PROBLEM:
Reproduce precisely the lines between the start of the data below and the line with "#[serde(flatten)]", both included.

[Stored dataset items]

== Segment start ==

//! Camera registry
//!
//! Flat set of configured cameras keyed by a process-unique integer id.

use camvault_capture::CaptureBackend;
use serde::Serialize;
use std::collections::BTreeMap;
use std::path::PathBuf;
use std::sync::atomic::{AtomicU64, Ordering};
use std::sync::{PoisonError, RwLock};
use tracing::{debug, info};

pub type CameraId = u64;

/// Preview image shown for a camera
#[derive(Debug, Clone, PartialEq, Eq, Default, Serialize)]
#[serde(rename_all = "snake_case", tag = "kind", content = "path")]
pub enum Preview {
    #[default]
    Placeholder,
    Image(PathBuf),
}

/// A configured camera
#[derive(Debug, Clone, PartialEq, Eq, Serialize)]
pub struct Camera {
    pub id: CameraId,
    pub address: String,
    pub nickname: String,
    pub recording: bool,
    pub preview: Preview,
}

/// Result of a connectivity probe
#[derive(Debug, Clone, Copy, PartialEq, Eq, Serialize)]
pub enum Liveness {
    Online,
    Offline,
}

/// Camera annotated with its probed liveness
#[derive(Debug, Clone, Serialize)]
pub struct CameraStatus {
    #[serde(flatten)]
    pub camera: Camera,
    pub status: Liveness,
}

/// Registry of cameras behind a single lock
#[derive(Debug, Default)]
pub struct CameraRegistry {
    cameras: RwLock<BTreeMap<CameraId, Camera>>,
    next_id: AtomicU64,
}

impl CameraRegistry {
    pub fn new() -> Self {
        Self::default()
    }

    /// Insert a camera and return its id. Ids are never reused.
    pub fn add(&self, address: &str, nickname: &str) -> CameraId {
        let mut cameras = self.cameras.write().unwrap_or_else(PoisonError::into_inner);
        let id = self.next_id.fetch_add(1, Ordering::SeqCst);
        cameras.insert(id, Camera {
            id,
            address: address.to_string(),
            nickname: nickname.to_string(),
            recording: false,
            preview: Preview::Placeholder,
        });

        info!("added camera {} ({}) at {}", id, nickname, address);
        id
    }

    /// Remove a camera, returning its last state
    pub fn remove(&self, id: CameraId) -> Option<Camera> {
        let removed = self.cameras.write()
            .unwrap_or_else(PoisonError::into_inner)
            .remove(&id);

        if removed.is_some() {
            info!("removed camera {}", id);
        }
        removed
    }

    /// Update address and nickname; false if the id is unknown
    pub fn edit(&self, id: CameraId, address: &str, nickname: &str) -> bool {
        let mut cameras = self.cameras.write().unwrap_or_else(PoisonError::into_inner);
        match cameras.get_mut(&id) {
            Some(camera) => {
                camera.address = address.to_string();
                camera.nickname = nickname.to_string();
                info!("edited camera {}: {} at {}", id, nickname, address);
                true
            }
            None => false,
        }
    }

    pub fn get(&self, id: CameraId) -> Option<Camera> {
        self.cameras.read()
            .unwrap_or_else(PoisonError::into_inner)
            .get(&id)
            .cloned()
    }

    pub fn contains(&self, id: CameraId) -> bool {
        self.cameras.read()
            .unwrap_or_else(PoisonError::into_inner)
            .contains_key(&id)
    }

    /// Snapshot of all cameras in id order
    pub fn cameras(&self) -> Vec<Camera> {
        self.cameras.read()
            .unwrap_or_else(PoisonError::into_inner)
            .values()
            .cloned()
            .collect()
    }

    /// All cameras with a fresh liveness probe each.
    ///
    /// Probing happens outside the lock; an unreachable camera is only marked
    /// Offline, never dropped.
    pub fn list(&self, backend: &dyn CaptureBackend) -> Vec<CameraStatus> {
        self.cameras()
            .into_iter()
            .map(|camera| {
                let status = if backend.probe(&camera.address) {
                    Liveness::Online
                } else {
                    Liveness::Offline
                };
                debug!("camera {} is {:?}", camera.id, status);
                CameraStatus { camera, status }
            })
            .collect()
    }

    /// Set the recording-active flag; false if the id is unknown
    pub fn set_recording(&self, id: CameraId, recording: bool) -> bool {
        let mut cameras = self.cameras.write().unwrap_or_else(PoisonError::into_inner);
        match cameras.get_mut(&id) {
            Some(camera) => {
                camera.recording = recording;
                true
            }
            None => false,
        }
    }

    /// Point the preview at a captured still; false if the id is unknown
    pub fn set_preview(&self, id: CameraId, path: PathBuf) -> bool {
        let mut cameras = self.cameras.write().unwrap_or_else(PoisonError::into_inner);
        match cameras.get_mut(&id) {
            Some(camera) => {
                camera.preview = Preview::Image(path);
                true
            }
            None => false,
        }
    }

    pub fn len(&self) -> usize {
        self.cameras.read().unwrap_or_else(PoisonError::into_inner).len()
    }

    pub fn is_empty(&self) -> bool {
        self.len() == 0
    }
}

== Segment end ==

EXERCISE OUTPUT:
//! Camera registry
//!
//! Flat set of configured cameras keyed by a process-unique integer id.

use camvault_capture::CaptureBackend;
use serde::Serialize;
use std::collections::BTreeMap;
use std::path::PathBuf;
use std::sync::atomic::{AtomicU64, Ordering};
use std::sync::{PoisonError, RwLock};
use tracing::{debug, info};

pub type CameraId = u64;

/// Preview image shown for a camera
#[derive(Debug, Clone, PartialEq, Eq, Default, Serialize)]
#[serde(rename_all = "snake_case", tag = "kind", content = "path")]
pub enum Preview {
    #[default]
    Placeholder,
    Image(PathBuf),
}

/// A configured camera
#[derive(Debug, Clone, PartialEq, Eq, Serialize)]
pub struct Camera {
    pub id: CameraId,
    pub address: String,
    pub nickname: String,
    pub recording: bool,
    pub preview: Preview,
}

/// Result of a connectivity probe
#[derive(Debug, Clone, Copy, PartialEq, Eq, Serialize)]
pub enum Liveness {
    Online,
    Offline,
}

/// Camera annotated with its probed liveness
#[derive(Debug, Clone, Serialize)]
pub struct CameraStatus {
    #[serde(flatten)]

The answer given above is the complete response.